_WHAT YOU SHOULD DO_
Which lines in the records below contain the word "tenured"? Copy each one out.

Collected data entries:
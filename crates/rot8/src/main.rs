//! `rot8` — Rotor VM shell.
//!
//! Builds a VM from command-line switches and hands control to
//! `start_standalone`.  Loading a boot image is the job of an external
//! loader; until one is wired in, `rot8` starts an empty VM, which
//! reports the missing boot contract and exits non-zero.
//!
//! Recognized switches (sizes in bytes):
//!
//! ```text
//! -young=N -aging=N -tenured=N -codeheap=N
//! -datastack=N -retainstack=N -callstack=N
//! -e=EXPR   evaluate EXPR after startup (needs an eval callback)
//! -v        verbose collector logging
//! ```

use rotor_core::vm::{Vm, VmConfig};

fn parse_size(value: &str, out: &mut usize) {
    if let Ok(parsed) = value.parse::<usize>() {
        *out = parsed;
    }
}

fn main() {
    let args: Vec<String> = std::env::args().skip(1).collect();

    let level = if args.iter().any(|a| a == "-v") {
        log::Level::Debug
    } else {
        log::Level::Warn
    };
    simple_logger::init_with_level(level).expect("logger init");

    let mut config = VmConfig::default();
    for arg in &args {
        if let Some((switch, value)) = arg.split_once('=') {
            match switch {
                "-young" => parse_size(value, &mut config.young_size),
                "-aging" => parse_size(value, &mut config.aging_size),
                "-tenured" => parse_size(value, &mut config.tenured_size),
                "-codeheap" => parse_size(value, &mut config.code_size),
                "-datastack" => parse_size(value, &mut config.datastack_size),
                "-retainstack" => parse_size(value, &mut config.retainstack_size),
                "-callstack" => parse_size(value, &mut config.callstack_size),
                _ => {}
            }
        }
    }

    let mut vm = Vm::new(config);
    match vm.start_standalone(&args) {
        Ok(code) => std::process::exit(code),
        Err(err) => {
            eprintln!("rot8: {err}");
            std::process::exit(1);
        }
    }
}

_TASK RESPONSE_
//! -young=N -aging=N -tenured=N -codeheap=N
                "-tenured" => parse_size(value, &mut config.tenured_size),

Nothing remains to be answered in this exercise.